We use 3 kinds of the dataset for tests:
1. Random Data, has an override, evenly distributed;
2. Zipf distribution with alpha = 1.01, moderately skewed;
3. Zipf distribution with alpha = 1.2, highly skewed.
#### Write Amplification
![](/static/images/align-compaction-output/write_amp_compare.png)
{: style="display: block; margin-left: auto; margin-right: auto; width: 100%"}
As we can see, all options are better than the baseline. Option5 (brown) and option3 (green) have similar WA improvements. (The sudden WA drop during ~40G Random Dataset is because we enabled `level_compaction_dynamic_level_bytes` and the level number was increased from 3 to 4, the similar test result without enabling `level_compaction_dynamic_level_bytes`).
#### File Size Distribution at the End of Test
This is the file size distribution at the end of the test, which loads about 100G data. As this change only impacts the non-bottommost file size, and the majority of the SST files are bottommost, there're no significant differences:
![](/static/images/align-compaction-output/file_size_compare.png)
{: style="display: block; margin-left: auto; margin-right: auto; width: 100%"}
#### All Compaction Generated File Sizes
The high-level files are much more likely to be compacted, so all compaction-generated files size has more significant change:
![](/static/images/align-compaction-output/compaction_output_file_size_compare.png)

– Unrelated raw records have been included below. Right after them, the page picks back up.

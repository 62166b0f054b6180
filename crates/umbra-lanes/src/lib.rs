// Copyright 2025 eraflo
//
// Licensed under the Apache License, Version 2.0 (the "License");
// you may not use this file except in compliance with the License.
// You may obtain a copy of the License at
//
//     http://www.apache.org/licenses/LICENSE-2.0
//
// Unless required by applicable law or agreed to in writing, software
// distributed under the License is distributed on an "AS IS" BASIS,
// WITHOUT WARRANTIES OR CONDITIONS OF ANY KIND, either express or implied.
// See the License for the specific language governing permissions and
// limitations under the License.

//! Hot-path passes of the deferred compositor.
//!
//! Every pass is a lane that takes the frame's image in and writes it out,
//! either transformed or, when an input is missing, copied unchanged through
//! [`run_or_passthrough`].

#![warn(missing_docs)]

pub mod passthrough;
pub mod render_lane;

pub use passthrough::{run_or_passthrough, MissingInput, PassError, PassOutcome};
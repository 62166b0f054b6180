// Copyright 2025 eraflo
//
// Licensed under the Apache License, Version 2.0 (the "License");
// you may not use this file except in compliance with the License.
// You may obtain a copy of the License at
//
//     http://www.apache.org/licenses/LICENSE-2.0
//
// Unless required by applicable law or agreed to in writing, software
// distributed under the License is distributed on an "AS IS" BASIS,
// WITHOUT WARRANTIES OR CONDITIONS OF ANY KIND, either express or implied.
// See the License for the specific language governing permissions and
// limitations under the License.

//! Acts as the **[A]gent** for the deferred compositor.
//!
//! The agent runs the lanes in strict order every frame (G-buffer, base
//! lighting, volume masks, spot compositing), detects viewport changes, routes
//! the debug mask display and tears every target down when disabled. The
//! per-pixel work itself lives in `umbra_lanes::render_lane`.

mod agent;

pub use agent::*;
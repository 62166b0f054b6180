// Copyright 2025 eraflo
//
// Licensed under the Apache License, Version 2.0 (the "License");
// you may not use this file except in compliance with the License.
// You may obtain a copy of the License at
//
//     http://www.apache.org/licenses/LICENSE-2.0
//
// Unless required by applicable law or agreed to in writing, software
// distributed under the License is distributed on an "AS IS" BASIS,
// WITHOUT WARRANTIES OR CONDITIONS OF ANY KIND, either express or implied.
// See the License for the specific language governing permissions and
// limitations under the License.

//! Scene surfaces handed to the geometry pass.

use crate::math::{AffineTransform, LinearRgba};
use crate::renderer::mesh::Mesh;
use serde::{Deserialize, Serialize};
use std::sync::Arc;

/// Names the shading path a material belongs to.
#[derive(Debug, Clone, PartialEq, Eq, Hash, Serialize, Deserialize)]
#[serde(transparent)]
pub struct MaterialTag(pub String);

impl MaterialTag {
    /// The tag carried by surfaces written into the G-buffer.
    pub const DEFERRED: &'static str = "Umbra/GBuffer";

    /// Returns the deferred-surface tag.
    pub fn deferred() -> Self {
        Self(Self::DEFERRED.to_owned())
    }

    /// Returns `true` if this is the deferred-surface tag.
    pub fn is_deferred(&self) -> bool {
        self.0 == Self::DEFERRED
    }
}

/// Surface attributes written into the G-buffer.
#[derive(Debug, Clone, PartialEq)]
pub struct SurfaceMaterial {
    /// Which shading path consumes the surface.
    pub tag: MaterialTag,
    /// Diffuse reflectance.
    pub albedo: LinearRgba,
    /// Specular reflectance in RGB, glossiness in alpha.
    pub specular: LinearRgba,
}

impl SurfaceMaterial {
    /// Creates a deferred material.
    pub fn deferred(albedo: LinearRgba, specular: LinearRgba) -> Self {
        Self {
            tag: MaterialTag::deferred(),
            albedo,
            specular,
        }
    }
}

/// One drawable object of the scene.
#[derive(Debug, Clone)]
pub struct Surface {
    /// Shared geometry.
    pub mesh: Arc<Mesh>,
    /// Local-to-world transform.
    pub transform: AffineTransform,
    /// Material attributes.
    pub material: SurfaceMaterial,
}

#[cfg(test)]
mod tests {
    use super::*;

    #[test]
    fn only_the_deferred_tag_is_deferred() {
        assert!(MaterialTag::deferred().is_deferred());
        assert!(!MaterialTag("Umbra/Unlit".into()).is_deferred());
        let material = SurfaceMaterial::deferred(LinearRgba::WHITE, LinearRgba::BLACK);
        assert!(material.tag.is_deferred());
    }
}
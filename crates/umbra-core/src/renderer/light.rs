// Copyright 2025 eraflo
//
// Licensed under the Apache License, Version 2.0 (the "License");
// you may not use this file except in compliance with the License.
// You may obtain a copy of the License at
//
//     http://www.apache.org/licenses/LICENSE-2.0
//
// Unless required by applicable law or agreed to in writing, software
// distributed under the License is distributed on an "AS IS" BASIS,
// WITHOUT WARRANTIES OR CONDITIONS OF ANY KIND, either express or implied.
// See the License for the specific language governing permissions and
// limitations under the License.

//! Defines the light descriptors consumed by the lighting passes.
//!
//! Lights are supplied by the caller every frame and are never mutated by
//! the compositor; passes only read them and re-express them in view space.

use crate::math::{LinearRgba, Vec3};
use crate::renderer::mesh::Mesh;
use std::sync::Arc;

/// The kind of a light, with the parameters only that kind has.
#[derive(Debug, Clone, Copy, PartialEq)]
pub enum LightKind {
    /// An infinitely distant light shining along the descriptor's `forward`.
    Directional,
    /// A cone of light starting at `position` and opening along `forward`.
    Spot {
        /// Distance at which the light's influence reaches zero.
        range: f32,
        /// Angle between the cone axis and its edge, in radians.
        half_angle: f32,
    },
}

/// A light as seen by the compositor.
///
/// # Examples
///
/// ```
/// use umbra_core::renderer::light::LightDescriptor;
/// use umbra_core::math::{LinearRgba, Vec3};
///
/// let lamp = LightDescriptor::spot(
///     Vec3::new(0.0, 3.0, 0.0),
///     Vec3::new(0.0, -1.0, 0.0),
///     8.0,
///     0.4,
///     LinearRgba::rgb(1.0, 0.9, 0.7),
///     2.0,
/// );
/// assert!(lamp.is_spot());
/// assert_eq!(lamp.premultiplied_color().r, 2.0);
/// ```
#[derive(Debug, Clone)]
pub struct LightDescriptor {
    /// Kind-specific parameters.
    pub kind: LightKind,
    /// World-space position. Ignored by directional lights.
    pub position: Vec3,
    /// World-space direction the light points to (from the light into the scene).
    pub forward: Vec3,
    /// Linear color.
    pub color: LinearRgba,
    /// Multiplier applied to `color`.
    pub intensity: f32,
    /// Whether the light component is enabled.
    pub enabled: bool,
    /// Whether the owning object is active in the scene.
    pub active: bool,
    /// The proxy volume rasterized to build this light's mask.
    pub proxy: Option<Arc<Mesh>>,
}

impl LightDescriptor {
    /// Creates an enabled directional light.
    pub fn directional(forward: Vec3, color: LinearRgba, intensity: f32) -> Self {
        Self {
            kind: LightKind::Directional,
            position: Vec3::ZERO,
            forward: forward.normalize(),
            color,
            intensity,
            enabled: true,
            active: true,
            proxy: None,
        }
    }

    /// Creates an enabled spot light without a proxy volume.
    pub fn spot(
        position: Vec3,
        forward: Vec3,
        range: f32,
        half_angle: f32,
        color: LinearRgba,
        intensity: f32,
    ) -> Self {
        Self {
            kind: LightKind::Spot { range, half_angle },
            position,
            forward: forward.normalize(),
            color,
            intensity,
            enabled: true,
            active: true,
            proxy: None,
        }
    }

    /// Attaches a proxy volume mesh.
    pub fn with_proxy(mut self, proxy: Arc<Mesh>) -> Self {
        self.proxy = Some(proxy);
        self
    }

    /// Sets the enabled flag.
    pub fn with_enabled(mut self, enabled: bool) -> Self {
        self.enabled = enabled;
        self
    }

    /// Returns `true` for spot lights.
    pub fn is_spot(&self) -> bool {
        matches!(self.kind, LightKind::Spot { .. })
    }

    /// Returns `true` when the light is both enabled and active.
    pub fn is_live(&self) -> bool {
        self.enabled && self.active
    }

    /// Returns the light color multiplied by its intensity. Alpha is kept.
    pub fn premultiplied_color(&self) -> LinearRgba {
        self.color * self.intensity
    }

    /// Returns `(range, half_angle)` for spot lights.
    pub fn spot_parameters(&self) -> Option<(f32, f32)> {
        match self.kind {
            LightKind::Spot { range, half_angle } => Some((range, half_angle)),
            LightKind::Directional => None,
        }
    }

    /// Returns the cosine of the spot half-angle.
    pub fn spot_cos_half_angle(&self) -> Option<f32> {
        self.spot_parameters().map(|(_, half)| half.cos())
    }
}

{: style="display: block; margin-left: auto; margin-right: auto; width: 100%"}
Overall option5 has most of the file size close to the target file size. vs. option3 has a much smaller size. Here are more detailed stats for compaction output file size:
```
base 50p 75p dynamic 2xdynamic
count 1.656000e+03 1.960000e+03 1.770000e+03 1.687000e+03 1.705000e+03
mean 3.116062e+07 2.634125e+07 2.917876e+07 3.060135e+07 3.028076e+07
std 7.145242e+06 1.065134e+07 8.800474e+06 7.612939e+06 8.046139e+06
```
## Summary
Allowing more dynamic file size and aligning the compaction output file to the next level file's boundary improves the RocksDB write amplification by more than 10%, which will be enabled by default in `7.8.0` release. We picked a simple algorithm to decide when to cut the output file, which can be further improved. For example, by estimating output file size with index information. Any suggestions or PR are welcomed.
## Acknowledgements
We thank Siying Dong for initializing the file-cutting idea and thank Andrew Kryczka, Mark Callaghan for contributing to the ideas. And Changyu Bi for the detailed code review.